- ASSIGNMENT:
Using the listing below, print exactly everything from the line with "async fn stale_ttl_serves_old_payload_while_refreshing()" down to the line with "h.clock.advance(TimeDelta::seconds(120));", both included, and nothing more.

━━━━━ DATA

//! Request-path behaviour: refresh decisions, latency policies and cooldown.

mod helpers;

use chrono::Duration as TimeDelta;
use chrono_tz::Asia::Seoul;
use helpers::{
    FAILURE_COOLDOWN, FakeFetcher, ManualClock, Step, make_harness, make_payload, payload_seq,
    seoul, settle, ttl_schedule,
};
use holiday_cache::cache::{LatencyPolicy, RefreshReason, RefreshSchedule};
use std::time::Duration;

#[tokio::test]
async fn empty_cache_reports_no_data_and_warms_in_background() {
    let fetcher = FakeFetcher::new();
    let h = make_harness(
        fetcher.clone(),
        ManualClock::at(seoul(2025, 3, 1, 9, 0)),
        ttl_schedule(Duration::from_secs(120)),
        LatencyPolicy::NonBlocking,
    );

    let first = h.gateway.serve().await;
    assert!(first.is_empty());
    assert!(!first.diagnostics.has_cache);
    assert!(first.diagnostics.due);
    assert_eq!(first.diagnostics.reason, RefreshReason::Emergency);
    assert_eq!(first.diagnostics.cache_age_ms, None);
    assert!(first.diagnostics.refreshing);

    settle(&h.coalescer).await;

    let second = h.gateway.serve().await;
    assert!(!second.is_empty());
    assert!(!second.diagnostics.due);
    assert_eq!(second.diagnostics.call_count, 1);
    assert_eq!(second.diagnostics.cache_age_ms, Some(0));
    assert_eq!(fetcher.calls(), 1);
}

#[tokio::test]
async fn blocking_bootstrap_serves_fresh_data() {
    let fetcher = FakeFetcher::new();
    let h = make_harness(
        fetcher.clone(),
        ManualClock::at(seoul(2025, 3, 1, 9, 0)),
        ttl_schedule(Duration::from_secs(120)),
        LatencyPolicy::Blocking,
    );

    let snapshot = h.gateway.serve().await;
    assert!(!snapshot.is_empty());
    assert_eq!(snapshot.diagnostics.call_count, 1);
    assert_eq!(snapshot.diagnostics.last_refresh_hour, Some(9));
    assert!(!snapshot.diagnostics.refreshing);

    let cached_at = snapshot.payload.as_ref().unwrap()["cachedAt"].as_str().unwrap().to_owned();
    assert_eq!(cached_at, "2025-03-01T00:00:00.000Z");
}

#[tokio::test]
async fn stale_ttl_serves_old_payload_while_refreshing() {
    let fetcher = FakeFetcher::new();
    let h = make_harness(
        fetcher.clone(),
        ManualClock::at(seoul(2025, 3, 1, 9, 0)),
        ttl_schedule(Duration::from_secs(120)),
        LatencyPolicy::NonBlocking,
    );
    h.coalescer.refresh().await.unwrap();

    // Up to and including the TTL nothing happens.
    h.clock.advance(TimeDelta::seconds(120));
    let fresh = h.gateway.serve().await;
    assert!(!fresh.diagnostics.due);
    assert_eq!(fetcher.calls(), 1);

    h.clock.advance(TimeDelta::seconds(1));
    let stale = h.gateway.serve().await;
    assert!(stale.diagnostics.due);
    assert_eq!(stale.diagnostics.reason, RefreshReason::Scheduled);
    assert_eq!(stale.diagnostics.call_count, 1);
    assert_eq!(stale.diagnostics.cache_age_ms, Some(121_000));
    assert_eq!(payload_seq(stale.payload.as_deref().unwrap()), Some(1));

    settle(&h.coalescer).await;
    let refreshed = h.gateway.peek();
    assert_eq!(refreshed.diagnostics.call_count, 2);
    assert_eq!(payload_seq(refreshed.payload.as_deref().unwrap()), Some(2));
}

#[tokio::test]
async fn concurrent_requests_on_stale_cache_fetch_once() {
    let fetcher = FakeFetcher::gated();
    let h = make_harness(
        fetcher.clone(),
        ManualClock::at(seoul(2025, 3, 1, 9, 0)),
        ttl_schedule(Duration::from_secs(120)),
        LatencyPolicy::Blocking,
    );

    let requests = futures::future::join_all((0..10).map(|_| h.gateway.serve()));
    let release = async {
        tokio::task::yield_now().await;
        fetcher.release(1);
    };
    let (snapshots, ()) = tokio::join!(requests, release);

    assert_eq!(fetcher.calls(), 1);
    assert!(snapshots.iter().all(|s| s.diagnostics.call_count == 1));
}

#[tokio::test]
async fn scheduled_hours_refresh_once_per_slot() {
    let fetcher = FakeFetcher::new();
    let schedule = RefreshSchedule::scheduled([10, 12], None, Seoul).unwrap();
    let h = make_harness(
        fetcher.clone(),
        ManualClock::at(seoul(2025, 3, 3, 10, 5)),
        schedule,
        LatencyPolicy::Blocking,
    );

    h.gateway.serve().await;
    assert_eq!(fetcher.calls(), 1);

    // Same hour, later minute: already refreshed this slot.
    h.clock.set(seoul(2025, 3, 3, 10, 45));
    let snapshot = h.gateway.serve().await;
    assert!(!snapshot.diagnostics.due);
    assert_eq!(snapshot.diagnostics.next_eligible.hour, 12);
    assert_eq!(fetcher.calls(), 1);

    // Outside the allowed hours nothing happens either.
    h.clock.set(seoul(2025, 3, 3, 11, 30));
    h.gateway.serve().await;
    assert_eq!(fetcher.calls(), 1);

    h.clock.set(seoul(2025, 3, 3, 12, 1));
    let snapshot = h.gateway.serve().await;
    assert_eq!(snapshot.diagnostics.last_refresh_hour, Some(12));
    assert_eq!(fetcher.calls(), 2);
}

#[tokio::test]
async fn emergency_threshold_overrides_schedule() {
    let fetcher = FakeFetcher::new();
    let schedule =
        RefreshSchedule::scheduled([10], Some(Duration::from_secs(6 * 3600)), Seoul).unwrap();
    let h = make_harness(
        fetcher.clone(),
        ManualClock::at(seoul(2025, 3, 1, 10, 0)),
        schedule,
        LatencyPolicy::Blocking,
    );
    h.gateway.serve().await;

    h.clock.set(seoul(2025, 3, 3, 15, 0));
    let snapshot = h.gateway.serve().await;
    assert!(snapshot.diagnostics.due);
    assert_eq!(snapshot.diagnostics.reason, RefreshReason::Emergency);
    assert_eq!(fetcher.calls(), 2);
}

#[tokio::test]
async fn failed_refresh_cools_down_before_retrying() {
    let fetcher = FakeFetcher::scripted(vec![Step::Fail("HTTP 503"), Step::Ok(make_payload(2))]);
    let h = make_harness(
        fetcher.clone(),
        ManualClock::at(seoul(2025, 3, 1, 9, 0)),
        ttl_schedule(Duration::from_secs(120)),
        LatencyPolicy::Blocking,
    );

    // A blocking failure is still answered, just without data.
    let failed = h.gateway.serve().await;
    assert!(failed.is_empty());
    assert_eq!(failed.diagnostics.upstream_failures, 1);
    assert!(failed.diagnostics.last_error.as_ref().unwrap().message.contains("HTTP 503"));

    h.clock.advance(TimeDelta::seconds(10));
    let cooling = h.gateway.serve().await;
    assert!(cooling.diagnostics.due);
    assert!(cooling.diagnostics.cooling_down);
    assert_eq!(fetcher.calls(), 1);

    h.clock.advance(TimeDelta::from_std(FAILURE_COOLDOWN).unwrap());
    let recovered = h.gateway.serve().await;
    assert!(!recovered.is_empty());
    assert!(!recovered.diagnostics.cooling_down);
    assert_eq!(recovered.diagnostics.call_count, 1);
    assert_eq!(fetcher.calls(), 2);
}

#[tokio::test]
async fn peek_never_triggers_a_fetch() {
    let fetcher = FakeFetcher::new();
    let h = make_harness(
        fetcher.clone(),
        ManualClock::at(seoul(2025, 3, 1, 9, 0)),
        ttl_schedule(Duration::from_secs(120)),
        LatencyPolicy::NonBlocking,
    );

    let snapshot = h.gateway.peek();
    assert!(snapshot.is_empty());
    assert!(snapshot.diagnostics.due);
    assert!(!h.coalescer.in_flight());
    assert_eq!(fetcher.calls(), 0);
}

#[tokio::test(flavor = "multi_thread", worker_threads = 4)]
async fn bursts_across_worker_threads_fetch_once_per_due_window() {
    let fetcher = FakeFetcher::new();
    let h = make_harness(
        fetcher.clone(),
        ManualClock::at(seoul(2025, 3, 1, 9, 0)),
        ttl_schedule(Duration::from_secs(120)),
        LatencyPolicy::NonBlocking,
    );

    for round in 1..=50 {
        let tasks: Vec<_> = (0..32)
            .map(|_| {
                let gateway = h.gateway.clone();
                tokio::spawn(async move { gateway.serve().await })
            })
            .collect();
        for task in tasks {
            task.await.unwrap();
        }
        settle(&h.coalescer).await;
        assert_eq!(fetcher.calls(), round);

        h.clock.advance(TimeDelta::seconds(121));
    }
}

━━━━━━━━━━

- RESPONSE TO THE EXERCISE:
async fn stale_ttl_serves_old_payload_while_refreshing() {
    let fetcher = FakeFetcher::new();
    let h = make_harness(
        fetcher.clone(),
        ManualClock::at(seoul(2025, 3, 1, 9, 0)),
        ttl_schedule(Duration::from_secs(120)),
        LatencyPolicy::NonBlocking,
    );
    h.coalescer.refresh().await.unwrap();

    // Up to and including the TTL nothing happens.
    h.clock.advance(TimeDelta::seconds(120));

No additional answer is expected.